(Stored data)
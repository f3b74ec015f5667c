//! Integration tests for the TrackVault server.
//!
//! These tests require a running TrackVault server at `localhost:4343`.
//! They are marked `#[ignore]` so they don't run during normal `cargo test`.
//!
//! Run them with:
//! ```text
//! cargo test -p trackvault-integration -- --ignored
//! ```

use std::sync::Once;

use anyhow::{Context, Result};
use md5::{Digest, Md5};
use tracing::debug;

static INIT: Once = Once::new();

/// Boundary used by [`multipart_body`].
pub const BOUNDARY: &str = "----trackvault-integration";

/// Initialize tracing (once).
fn init_tracing() {
    INIT.call_once(|| {
        tracing_subscriber::fmt()
            .with_env_filter(
                tracing_subscriber::EnvFilter::try_from_default_env()
                    .unwrap_or_else(|_| tracing_subscriber::EnvFilter::new("warn")),
            )
            .with_test_writer()
            .init();
    });
}

/// Endpoint URL for the server.
#[must_use]
pub fn endpoint_url() -> String {
    std::env::var("TRACKVAULT_ENDPOINT_URL").unwrap_or_else(|_| "http://localhost:4343".to_owned())
}

/// URL of a track resource.
#[must_use]
pub fn track_url(id: &str) -> String {
    format!("{}/api/track/{id}", endpoint_url())
}

/// Create an HTTP client for the local server.
#[must_use]
pub fn client() -> reqwest::Client {
    init_tracing();
    reqwest::Client::new()
}

/// Content type header value matching [`multipart_body`].
#[must_use]
pub fn multipart_content_type() -> String {
    format!("multipart/form-data; boundary={BOUNDARY}")
}

/// Build a multipart upload form.
///
/// `None` leaves the corresponding part out.
#[must_use]
pub fn multipart_body(name: Option<&str>, track: Option<&[u8]>) -> Vec<u8> {
    let mut body = Vec::new();
    if let Some(name) = name {
        body.extend_from_slice(
            format!(
                "--{BOUNDARY}\r\nContent-Disposition: form-data; name=\"name\"\r\n\r\n{name}\r\n"
            )
            .as_bytes(),
        );
    }
    if let Some(track) = track {
        body.extend_from_slice(
            format!(
                "--{BOUNDARY}\r\nContent-Disposition: form-data; name=\"track\"; \
                 filename=\"track.mp3\"\r\nContent-Type: audio/mpeg\r\n\r\n"
            )
            .as_bytes(),
        );
        body.extend_from_slice(track);
        body.extend_from_slice(b"\r\n");
    }
    body.extend_from_slice(format!("--{BOUNDARY}--\r\n").as_bytes());
    body
}

/// Post a multipart form to the upload endpoint.
pub async fn post_form(
    client: &reqwest::Client,
    name: Option<&str>,
    track: Option<&[u8]>,
) -> Result<reqwest::Response> {
    client
        .post(format!("{}/api/track", endpoint_url()))
        .header(reqwest::header::CONTENT_TYPE, multipart_content_type())
        .body(multipart_body(name, track))
        .send()
        .await
        .context("upload request failed")
}

/// Upload a track and return its identifier.
pub async fn upload_track(client: &reqwest::Client, name: &str, track: &[u8]) -> Result<String> {
    let resp = post_form(client, Some(name), Some(track)).await?;
    anyhow::ensure!(
        resp.status() == reqwest::StatusCode::CREATED,
        "unexpected upload status {}",
        resp.status()
    );
    let json: serde_json::Value = resp.json().await?;
    let id = json["identifier"]
        .as_str()
        .context("upload response has no identifier")?
        .to_owned();
    debug!(id = %id, len = track.len(), "uploaded track");
    Ok(id)
}

/// Deterministic pseudo-random payload of `len` bytes.
#[must_use]
pub fn payload(len: usize, seed: u8) -> Vec<u8> {
    (0..len)
        .map(|i| {
            let i = i as u64;
            (i.wrapping_mul(31).wrapping_add(u64::from(seed)) % 251) as u8
        })
        .collect()
}

/// Hex MD5 digest of `data`.
#[must_use]
pub fn md5_hex(data: &[u8]) -> String {
    let mut hasher = Md5::new();
    hasher.update(data);
    hex::encode(hasher.finalize())
}

mod test_download;
mod test_health;
mod test_upload;
//! Response body types supporting buffered, streaming, and empty modes.
//!
//! [`TrackResponseBody`] is the HTTP response body used by the service:
//!
//! - **Buffered**: JSON messages and other small payloads.
//! - **Streaming**: track downloads, pulled chunk by chunk from storage.
//! - **Empty**: 404s, preflight responses.
//!
//! A streaming body that hits an error yields it as a body error, which makes
//! hyper abort the connection instead of terminating the chunked transfer
//! cleanly. Clients therefore see a broken download, never a short one.

use std::pin::Pin;
use std::task::{Context, Poll};

use bytes::Bytes;
use futures::{Stream, StreamExt};
use http_body::Frame;
use http_body_util::Full;

/// A boxed stream of body chunks.
pub type ByteStream = Pin<Box<dyn Stream<Item = Result<Bytes, std::io::Error>> + Send>>;

/// Response body supporting buffered, streaming, and empty modes.
#[derive(Default)]
pub enum TrackResponseBody {
    /// Small in-memory payload.
    Buffered(Full<Bytes>),
    /// Chunked payload of unknown length.
    Streaming(ByteStream),
    /// No content.
    #[default]
    Empty,
}

impl std::fmt::Debug for TrackResponseBody {
    fn fmt(&self, f: &mut std::fmt::Formatter<'_>) -> std::fmt::Result {
        match self {
            Self::Buffered(full) => f.debug_tuple("Buffered").field(full).finish(),
            Self::Streaming(_) => f.write_str("Streaming"),
            Self::Empty => f.write_str("Empty"),
        }
    }
}

impl TrackResponseBody {
    /// Create a buffered body from bytes.
    #[must_use]
    pub fn from_bytes(data: impl Into<Bytes>) -> Self {
        Self::Buffered(Full::new(data.into()))
    }

    /// Create a buffered body from a UTF-8 string.
    #[must_use]
    pub fn from_string(s: impl Into<String>) -> Self {
        Self::Buffered(Full::new(Bytes::from(s.into())))
    }

    /// Create a buffered JSON body.
    #[must_use]
    pub fn from_json(value: &serde_json::Value) -> Self {
        Self::from_string(value.to_string())
    }

    /// Create a streaming body.
    #[must_use]
    pub fn from_stream<S>(stream: S) -> Self
    where
        S: Stream<Item = Result<Bytes, std::io::Error>> + Send + 'static,
    {
        Self::Streaming(Box::pin(stream))
    }

    /// Create an empty body.
    #[must_use]
    pub fn empty() -> Self {
        Self::Empty
    }
}

impl http_body::Body for TrackResponseBody {
    type Data = Bytes;
    type Error = std::io::Error;

    fn poll_frame(
        self: Pin<&mut Self>,
        cx: &mut Context<'_>,
    ) -> Poll<Option<Result<Frame<Self::Data>, Self::Error>>> {
        match self.get_mut() {
            Self::Buffered(full) => Pin::new(full)
                .poll_frame(cx)
                .map_err(|never| match never {}),
            Self::Streaming(stream) => stream
                .poll_next_unpin(cx)
                .map(|item| item.map(|chunk| chunk.map(Frame::data))),
            Self::Empty => Poll::Ready(None),
        }
    }

    fn is_end_stream(&self) -> bool {
        match self {
            Self::Buffered(full) => full.is_end_stream(),
            Self::Streaming(_) => false,
            Self::Empty => true,
        }
    }

    fn size_hint(&self) -> http_body::SizeHint {
        match self {
            Self::Buffered(full) => full.size_hint(),
            Self::Streaming(_) => http_body::SizeHint::default(),
            Self::Empty => http_body::SizeHint::with_exact(0),
        }
    }
}
//! Track store facade.
//!
//! [`TrackStore`] owns the connected [`StorageBackend`] and the engine
//! configuration and hands out writers and chunk streams. It is cheap to
//! clone and is shared by every request handler.

use std::fmt;
use std::sync::Arc;

use bytes::Bytes;
use futures::Stream;

use crate::config::TrackStoreConfig;
use crate::error::StoreResult;
use crate::id::ObjectId;
use crate::reader::{ChunkStream, ObjectReader};
use crate::storage::{ObjectMetadata, StorageBackend};
use crate::writer::ObjectWriter;

/// Entry point for storing and streaming tracks.
///
/// # Examples
///
/// ```
/// use bytes::Bytes;
/// use futures::TryStreamExt;
/// use trackvault_core::{StorageBackend, TrackStore, TrackStoreConfig};
///
/// # tokio_test::block_on(async {
/// let store = TrackStore::new(StorageBackend::in_memory(), TrackStoreConfig::default());
/// let meta = store.upload_bytes("demo", Bytes::from("abc")).await.unwrap();
///
/// let chunks: Vec<Bytes> = store.open(&meta.id).await.unwrap().try_collect().await.unwrap();
/// assert_eq!(chunks.concat(), b"abc");
/// # });
/// ```
#[derive(Clone)]
pub struct TrackStore {
    backend: StorageBackend,
    reader: ObjectReader,
    config: Arc<TrackStoreConfig>,
}

impl fmt::Debug for TrackStore {
    fn fmt(&self, f: &mut fmt::Formatter<'_>) -> fmt::Result {
        f.debug_struct("TrackStore")
            .field("backend", &self.backend)
            .field("chunk_size", &self.config.chunk_size)
            .finish_non_exhaustive()
    }
}

impl TrackStore {
    /// Wrap an already connected backend.
    #[must_use]
    pub fn new(backend: StorageBackend, config: TrackStoreConfig) -> Self {
        Self {
            reader: ObjectReader::new(backend.clone()),
            backend,
            config: Arc::new(config),
        }
    }

    /// Validate `config` and connect to the backend it names.
    pub async fn connect(config: TrackStoreConfig) -> StoreResult<Self> {
        config.validate()?;
        let backend =
            StorageBackend::connect(&config.database_url, &config.database_name, &config.bucket)
                .await?;
        Ok(Self::new(backend, config))
    }

    /// Returns the storage backend.
    #[must_use]
    pub fn backend(&self) -> &StorageBackend {
        &self.backend
    }

    /// Returns the configuration.
    #[must_use]
    pub fn config(&self) -> &TrackStoreConfig {
        &self.config
    }

    /// Start a new upload named `name`.
    pub async fn begin_upload(&self, name: &str) -> StoreResult<ObjectWriter> {
        ObjectWriter::start(self.backend.clone(), name, self.config.chunk_size).await
    }

    /// Store a fully buffered object.
    ///
    /// The buffer is sliced into chunks without copying.
    pub async fn upload_bytes(&self, name: &str, data: Bytes) -> StoreResult<ObjectMetadata> {
        let mut writer = self.begin_upload(name).await?;
        writer.write(data).await?;
        writer.finish().await
    }

    /// Store an object read from a stream of segments.
    pub async fn upload_stream<S, E>(&self, name: &str, input: S) -> StoreResult<ObjectMetadata>
    where
        S: Stream<Item = Result<Bytes, E>>,
        E: fmt::Display,
    {
        self.begin_upload(name).await?.write_stream(input).await
    }

    /// Open a complete object for streaming.
    pub async fn open(&self, id: &ObjectId) -> StoreResult<ChunkStream> {
        self.reader.open(id).await
    }

    /// Fetch the record of a complete object.
    pub async fn metadata(&self, id: &ObjectId) -> StoreResult<ObjectMetadata> {
        self.backend.catalog.lookup(id).await
    }
}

Task objective: Each line that holds the string "ObjectWriter" is to be copied from the entries above.

Exercise response:
use crate::writer::ObjectWriter;
    pub async fn begin_upload(&self, name: &str) -> StoreResult<ObjectWriter> {
        ObjectWriter::start(self.backend.clone(), name, self.config.chunk_size).await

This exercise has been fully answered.